─── Data under study
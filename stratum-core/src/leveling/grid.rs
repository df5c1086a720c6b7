//! Regular height grids
//!
//! A grid is a lattice of Z values over raw XY. Unprobed nodes hold NaN.
//! The same type backs both the probed grid and the spline-densified
//! virtual grid; only the capacity differs.

use super::LevelingError;
use crate::math;

/// Maximum probe points per grid axis
pub const MAX_GRID_POINTS: usize = 7;

/// Largest spline subdivision factor
pub const MAX_SUBDIVISION: usize = 4;

/// Maximum points per axis of the subdivided grid
pub const MAX_VIRTUAL_POINTS: usize = (MAX_GRID_POINTS - 1) * MAX_SUBDIVISION + 1;

/// Geometry of a grid: where its nodes and cell boundaries are
#[derive(Debug, Clone, Copy, PartialEq)]
#[cfg_attr(feature = "defmt", derive(defmt::Format))]
pub struct GridLayout {
    /// Node count along X and Y
    pub points: [usize; 2],
    /// Raw XY of node (0, 0)
    pub origin: [f32; 2],
    /// Distance between nodes along X and Y
    pub spacing: [f32; 2],
}

impl GridLayout {
    /// Cell containing `coord` on axis 0 (X) or 1 (Y), clamped to the grid
    pub fn cell_index(&self, dim: usize, coord: f32) -> usize {
        let cells = self.points[dim].saturating_sub(1).max(1);
        let idx = math::floor((coord - self.origin[dim]) / self.spacing[dim]);
        if idx <= 0.0 {
            0
        } else {
            (idx as usize).min(cells - 1)
        }
    }

    /// Coordinate of grid line `index` on axis `dim`
    pub fn line(&self, dim: usize, index: usize) -> f32 {
        self.origin[dim] + self.spacing[dim] * index as f32
    }

    /// Number of cells along axis `dim`
    pub fn cells(&self, dim: usize) -> usize {
        self.points[dim].saturating_sub(1)
    }
}

/// Height grid with a compile-time capacity of `N` × `N` nodes
#[derive(Debug, Clone, PartialEq)]
pub struct HeightGrid<const N: usize> {
    layout: GridLayout,
    z: [[f32; N]; N],
}

/// The probed grid
pub type ProbeGrid = HeightGrid<MAX_GRID_POINTS>;

/// The spline-densified grid
pub type VirtualGrid = HeightGrid<MAX_VIRTUAL_POINTS>;

impl<const N: usize> HeightGrid<N> {
    /// Create an all-unprobed grid
    pub fn new(points: [usize; 2], origin: [f32; 2], spacing: [f32; 2]) -> Result<Self, LevelingError> {
        if points.iter().any(|&n| !(2..=N).contains(&n)) {
            return Err(LevelingError::TooManyPoints);
        }
        if !(spacing[0] > 0.0) || !(spacing[1] > 0.0) {
            return Err(LevelingError::InvalidGrid);
        }
        Ok(Self {
            layout: GridLayout {
                points,
                origin,
                spacing,
            },
            z: [[f32::NAN; N]; N],
        })
    }

    pub fn layout(&self) -> GridLayout {
        self.layout
    }

    pub fn nx(&self) -> usize {
        self.layout.points[0]
    }

    pub fn ny(&self) -> usize {
        self.layout.points[1]
    }

    /// Raw XY of node `(ix, iy)`
    pub fn node_position(&self, ix: usize, iy: usize) -> [f32; 2] {
        [self.layout.line(0, ix), self.layout.line(1, iy)]
    }

    /// Z at a node; NaN if unprobed or outside the grid
    pub fn get(&self, ix: usize, iy: usize) -> f32 {
        if ix < self.nx() && iy < self.ny() {
            self.z[ix][iy]
        } else {
            f32::NAN
        }
    }

    /// Z at a signed node index; NaN outside the grid
    fn get_signed(&self, ix: isize, iy: isize) -> f32 {
        if ix < 0 || iy < 0 {
            return f32::NAN;
        }
        self.get(ix as usize, iy as usize)
    }

    fn contains_signed(&self, ix: isize, iy: isize) -> bool {
        ix >= 0 && iy >= 0 && (ix as usize) < self.nx() && (iy as usize) < self.ny()
    }

    pub fn set(&mut self, ix: usize, iy: usize, z: f32) -> Result<(), LevelingError> {
        if ix >= self.nx() || iy >= self.ny() {
            return Err(LevelingError::InvalidGrid);
        }
        self.z[ix][iy] = z;
        Ok(())
    }

    /// Mark every node unprobed
    pub fn clear(&mut self) {
        self.z = [[f32::NAN; N]; N];
    }

    /// Number of probed nodes
    pub fn probed_count(&self) -> usize {
        self.nodes().filter(|&(ix, iy)| !self.z[ix][iy].is_nan()).count()
    }

    pub fn is_complete(&self) -> bool {
        self.probed_count() == self.nx() * self.ny()
    }

    /// All node indices, X-major
    pub fn nodes(&self) -> impl Iterator<Item = (usize, usize)> + Clone {
        let (nx, ny) = (self.nx(), self.ny());
        (0..nx).flat_map(move |ix| (0..ny).map(move |iy| (ix, iy)))
    }

    /// Bilinear interpolation at raw XY
    ///
    /// Outside the grid the edge cell is used with its ratio clamped, so the
    /// surface holds its edge height rather than extrapolating.
    pub fn interpolate(&self, x: f32, y: f32) -> f32 {
        let cx = self.layout.cell_index(0, x);
        let cy = self.layout.cell_index(1, y);

        let rx = ((x - self.layout.line(0, cx)) / self.layout.spacing[0]).clamp(0.0, 1.0);
        let ry = ((y - self.layout.line(1, cy)) / self.layout.spacing[1]).clamp(0.0, 1.0);

        let z00 = self.z[cx][cy];
        let z10 = self.z[cx + 1][cy];
        let z01 = self.z[cx][cy + 1];
        let z11 = self.z[cx + 1][cy + 1];

        let bottom = z00 + (z10 - z00) * rx;
        let top = z01 + (z11 - z01) * rx;
        bottom + (top - bottom) * ry
    }

    /// Fill every unprobed node by linear extrapolation from its neighbors
    ///
    /// Nodes are visited from the center outward so that filled inner nodes
    /// feed the outer ones.
    pub fn extrapolate_unprobed(&mut self) {
        let (nx, ny) = (self.nx(), self.ny());
        let (ctrx1, ctrx2) = ((nx - 1) / 2, nx / 2);
        let (ctry1, ctry2) = ((ny - 1) / 2, ny / 2);

        for xo in 0..=ctrx1 {
            for yo in 0..=ctry1 {
                let (x1, x2) = (ctrx1 - xo, ctrx2 + xo);
                let (y1, y2) = (ctry1 - yo, ctry2 + yo);
                self.extrapolate_one(x1, y1, 1, 1);
                self.extrapolate_one(x2, y1, -1, 1);
                self.extrapolate_one(x1, y2, 1, -1);
                self.extrapolate_one(x2, y2, -1, -1);
            }
        }
    }

    /// Average of the X, Y and diagonal projections toward the center
    fn extrapolate_one(&mut self, x: usize, y: usize, xdir: isize, ydir: isize) {
        if x >= self.nx() || y >= self.ny() || !self.z[x][y].is_nan() {
            return;
        }
        let (xi, yi) = (x as isize, y as isize);
        // A far node off the grid projects flat from the near node; an
        // unprobed far node inside the grid counts as zero.
        let project = |dx: isize, dy: isize| {
            let near = self.get_signed(xi + dx, yi + dy);
            let far = if self.contains_signed(xi + dx * 2, yi + dy * 2) {
                let far = self.get_signed(xi + dx * 2, yi + dy * 2);
                if far.is_nan() { 0.0 } else { far }
            } else if near.is_nan() {
                0.0
            } else {
                near
            };
            let near = if near.is_nan() { far } else { near };
            2.0 * near - far
        };

        let a = project(xdir, 0);
        let b = project(0, ydir);
        let c = project(xdir, ydir);

        self.z[x][y] = (a + b + c) / 3.0;
        trace!("extrapolated node ({}, {}) = {}", x, y, self.z[x][y]);
    }
}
──────
Track down every line in the entries that includes the string "else", and copy it.

* **Reply to the task**
        } else {
        } else {
                if far.is_nan() { 0.0 } else { far }
            } else if near.is_nan() {
            } else {
            let near = if near.is_nan() { far } else { near };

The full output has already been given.